** WORKING DATA follows **

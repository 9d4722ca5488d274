//! Sentiment labels and the classification collaborator contract.
//!
//! Classification itself is an upstream capability. This module only defines
//! the label shape, the [`SentimentSource`] seam, and the deterministic
//! keyword-tally fallback used when the source is unavailable.

use std::collections::HashSet;

use serde::{Deserialize, Serialize};

use crate::error::{EngineError, SentimentError};
use crate::events::Event;

/// Source tag written on labels produced by [`KeywordSentiment`].
pub const KEYWORD_FALLBACK_SOURCE: &str = "keyword_fallback";

/// Directional sentiment category.
#[derive(Debug, Clone, Copy, PartialEq, Eq, Hash, PartialOrd, Ord, Serialize, Deserialize)]
#[serde(rename_all = "SCREAMING_SNAKE_CASE")]
pub enum SentimentCategory {
    Bullish,
    Bearish,
    Neutral,
}

impl SentimentCategory {
    /// Numeric encoding: +1 bullish, -1 bearish, 0 neutral.
    #[must_use]
    pub const fn numeric(&self) -> f64 {
        match self {
            Self::Bullish => 1.0,
            Self::Bearish => -1.0,
            Self::Neutral => 0.0,
        }
    }

    #[must_use]
    pub const fn as_str(&self) -> &'static str {
        match self {
            Self::Bullish => "BULLISH",
            Self::Bearish => "BEARISH",
            Self::Neutral => "NEUTRAL",
        }
    }

    pub const ALL: [Self; 3] = [Self::Bullish, Self::Bearish, Self::Neutral];
}

/// Sentiment label for one event, produced by an external classifier.
#[derive(Debug, Clone, PartialEq, Serialize, Deserialize)]
pub struct SentimentLabel {
    pub event_id: String,
    pub category: SentimentCategory,
    pub confidence: f64,
    pub source: String,
}

impl SentimentLabel {
    pub fn new(
        event_id: impl Into<String>,
        category: SentimentCategory,
        confidence: f64,
        source: impl Into<String>,
    ) -> Self {
        Self {
            event_id: event_id.into(),
            category,
            confidence,
            source: source.into(),
        }
    }

    /// Confidence-weighted signed score in [-1, 1].
    #[must_use]
    pub fn signed_score(&self) -> f64 {
        self.category.numeric() * self.confidence
    }

    /// Checks that confidence lies in [0, 1].
    ///
    /// # Errors
    ///
    /// Returns `InputMalformed` for a non-finite or out-of-range confidence.
    pub fn validate(&self) -> Result<(), EngineError> {
        if !self.confidence.is_finite() || !(0.0..=1.0).contains(&self.confidence) {
            return Err(EngineError::malformed(format!(
                "label for event {}: confidence {} outside [0, 1]",
                self.event_id, self.confidence
            )));
        }
        Ok(())
    }

    #[must_use]
    pub fn is_fallback(&self) -> bool {
        self.source == KEYWORD_FALLBACK_SOURCE
    }
}

/// Output of a sentiment classifier for one text.
#[derive(Debug, Clone, PartialEq, Serialize, Deserialize)]
pub struct Classification {
    pub category: SentimentCategory,
    pub confidence: f64,
    pub rationale: String,
}

/// Pluggable sentiment classifier.
pub trait SentimentSource: Send + Sync {
    /// Classifies one text.
    ///
    /// # Errors
    ///
    /// Returns `ClassificationUnavailable` when the classifier cannot answer.
    fn classify(&self, text: &str) -> Result<Classification, SentimentError>;

    /// Tag recorded as the label source.
    fn name(&self) -> &str;
}

/// Deterministic keyword-tally classifier.
///
/// More bullish hits than bearish hits gives BULLISH, the reverse gives
/// BEARISH, and a tie (including zero hits) gives NEUTRAL.
#[derive(Debug, Clone)]
pub struct KeywordSentiment {
    bullish: Vec<String>,
    bearish: Vec<String>,
}

impl Default for KeywordSentiment {
    fn default() -> Self {
        Self::new(
            [
                "great", "amazing", "success", "wonderful", "best", "tremendous", "fantastic",
                "excellent", "incredible", "breakthrough", "record", "milestone", "leading",
                "proud", "excited", "ahead",
            ],
            [
                "bad", "terrible", "horrible", "failure", "disaster", "wrong", "problem",
                "issue", "delay", "recall", "investigation", "concern", "setback",
                "disappointing", "failing",
            ],
        )
    }
}

impl KeywordSentiment {
    pub fn new<I, J, S>(bullish: I, bearish: J) -> Self
    where
        I: IntoIterator<Item = S>,
        J: IntoIterator<Item = S>,
        S: Into<String>,
    {
        Self {
            bullish: bullish.into_iter().map(|k| k.into().to_lowercase()).collect(),
            bearish: bearish.into_iter().map(|k| k.into().to_lowercase()).collect(),
        }
    }

    /// Tallies keyword hits and returns (bullish, bearish) counts.
    #[must_use]
    pub fn tally(&self, text: &str) -> (usize, usize) {
        let lower = text.to_lowercase();
        let bullish = self.bullish.iter().filter(|kw| lower.contains(kw.as_str())).count();
        let bearish = self.bearish.iter().filter(|kw| lower.contains(kw.as_str())).count();
        (bullish, bearish)
    }

    #[must_use]
    pub fn classify_text(&self, text: &str) -> Classification {
        let (bullish, bearish) = self.tally(text);
        let category = match bullish.cmp(&bearish) {
            std::cmp::Ordering::Greater => SentimentCategory::Bullish,
            std::cmp::Ordering::Less => SentimentCategory::Bearish,
            std::cmp::Ordering::Equal => SentimentCategory::Neutral,
        };
        Classification {
            category,
            confidence: 0.5,
            rationale: format!("keyword tally: {bullish} bullish, {bearish} bearish"),
        }
    }

    #[must_use]
    pub fn label(&self, event: &Event) -> SentimentLabel {
        let classification = self.classify_text(&event.text);
        SentimentLabel::new(
            event.id.clone(),
            classification.category,
            classification.confidence,
            KEYWORD_FALLBACK_SOURCE,
        )
    }
}

impl SentimentSource for KeywordSentiment {
    fn classify(&self, text: &str) -> Result<Classification, SentimentError> {
        Ok(self.classify_text(text))
    }

    fn name(&self) -> &str {
        KEYWORD_FALLBACK_SOURCE
    }
}

/// Labels every event through `source`, falling back to the keyword rule
/// per event when the source reports `ClassificationUnavailable`.
pub fn label_events(events: &[Event], source: &dyn SentimentSource) -> Vec<SentimentLabel> {
    let fallback = KeywordSentiment::default();
    let mut fallbacks = 0usize;

    let labels = events
        .iter()
        .map(|event| match source.classify(&event.text) {
            Ok(classification) => SentimentLabel::new(
                event.id.clone(),
                classification.category,
                classification.confidence.clamp(0.0, 1.0),
                source.name(),
            ),
            Err(err) => {
                tracing::debug!("Falling back to keyword sentiment for {}: {}", event.id, err);
                fallbacks += 1;
                fallback.label(event)
            }
        })
        .collect();

    if fallbacks > 0 {
        tracing::warn!(
            "Sentiment source '{}' unavailable for {} of {} events; keyword fallback used",
            source.name(),
            fallbacks,
            events.len()
        );
    }

    labels
}

/// Returns `labels` plus a keyword-fallback label for every event that has none.
pub fn complete_labels(events: &[Event], labels: &[SentimentLabel]) -> Vec<SentimentLabel> {
    let labelled: HashSet<&str> = labels.iter().map(|l| l.event_id.as_str()).collect();
    let fallback = KeywordSentiment::default();

    let mut completed = labels.to_vec();
    let before = completed.len();
    completed.extend(
        events
            .iter()
            .filter(|event| !labelled.contains(event.id.as_str()))
            .map(|event| fallback.label(event)),
    );

    let added = completed.len() - before;
    if added > 0 {
        tracing::info!("Filled {} unlabeled events with keyword fallback labels", added);
    }
    completed
}

#[cfg(test)]
mod tests {
    use super::*;
    use chrono::{TimeZone, Utc};

    struct Offline;

    impl SentimentSource for Offline {
        fn classify(&self, _text: &str) -> Result<Classification, SentimentError> {
            Err(SentimentError::ClassificationUnavailable("rate limited".to_string()))
        }

        fn name(&self) -> &str {
            "llm"
        }
    }

    struct AlwaysBullish;

    impl SentimentSource for AlwaysBullish {
        fn classify(&self, _text: &str) -> Result<Classification, SentimentError> {
            Ok(Classification {
                category: SentimentCategory::Bullish,
                confidence: 0.9,
                rationale: "test".to_string(),
            })
        }

        fn name(&self) -> &str {
            "llm"
        }
    }

    fn event(id: &str, text: &str) -> Event {
        Event::new(id, Utc.with_ymd_and_hms(2024, 3, 4, 15, 0, 0).unwrap(), text)
    }

    #[test]
    fn numeric_encoding() {
        assert!((SentimentCategory::Bullish.numeric() - 1.0).abs() < f64::EPSILON);
        assert!((SentimentCategory::Bearish.numeric() + 1.0).abs() < f64::EPSILON);
        assert!(SentimentCategory::Neutral.numeric().abs() < f64::EPSILON);
    }

    #[test]
    fn signed_score_weights_by_confidence() {
        let label = SentimentLabel::new("e1", SentimentCategory::Bearish, 0.8, "llm");
        assert!((label.signed_score() + 0.8).abs() < 1e-12);
    }

    #[test]
    fn validate_rejects_out_of_range_confidence() {
        let negative = SentimentLabel::new("e1", SentimentCategory::Bullish, -0.1, "llm");
        let too_high = SentimentLabel::new("e2", SentimentCategory::Bullish, 1.01, "llm");
        let nan = SentimentLabel::new("e3", SentimentCategory::Bullish, f64::NAN, "llm");

        assert!(matches!(negative.validate(), Err(EngineError::InputMalformed { .. })));
        assert!(too_high.validate().is_err());
        assert!(nan.validate().is_err());
        assert!(SentimentLabel::new("e4", SentimentCategory::Neutral, 1.0, "llm")
            .validate()
            .is_ok());
    }

    #[test]
    fn keyword_tally_majority_wins() {
        let keywords = KeywordSentiment::default();
        assert_eq!(
            keywords.classify_text("Amazing quarter, record deliveries").category,
            SentimentCategory::Bullish
        );
        assert_eq!(
            keywords.classify_text("Another recall and a federal investigation").category,
            SentimentCategory::Bearish
        );
    }

    #[test]
    fn keyword_tie_is_neutral() {
        let keywords = KeywordSentiment::default();
        assert_eq!(
            keywords.classify_text("Great product, terrible rollout").category,
            SentimentCategory::Neutral
        );
        assert_eq!(
            keywords.classify_text("Meeting with the team today").category,
            SentimentCategory::Neutral
        );
    }

    #[test]
    fn label_events_falls_back_when_unavailable() {
        let events = vec![event("e1", "Incredible milestone"), event("e2", "Shipping update")];

        let labels = label_events(&events, &Offline);

        assert_eq!(labels.len(), 2);
        assert!(labels.iter().all(SentimentLabel::is_fallback));
        assert_eq!(labels[0].category, SentimentCategory::Bullish);
        assert_eq!(labels[1].category, SentimentCategory::Neutral);
    }

    #[test]
    fn label_events_uses_source_when_available() {
        let events = vec![event("e1", "terrible")];
        let labels = label_events(&events, &AlwaysBullish);
        assert_eq!(labels[0].category, SentimentCategory::Bullish);
        assert_eq!(labels[0].source, "llm");
    }

    #[test]
    fn complete_labels_only_fills_gaps() {
        let events = vec![event("e1", "great"), event("e2", "bad")];
        let labels = vec![SentimentLabel::new("e1", SentimentCategory::Neutral, 0.7, "llm")];

        let completed = complete_labels(&events, &labels);

        assert_eq!(completed.len(), 2);
        assert_eq!(completed[0].category, SentimentCategory::Neutral);
        assert_eq!(completed[1].event_id, "e2");
        assert_eq!(completed[1].category, SentimentCategory::Bearish);
        assert!(completed[1].is_fallback());
    }
}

** End of WORKING DATA **

:: EXERCISE INSTRUCTIONS ::
Determine the number of lines above that include the word "Ordering"; the reply is that number only.

:: SOLUTION ::
3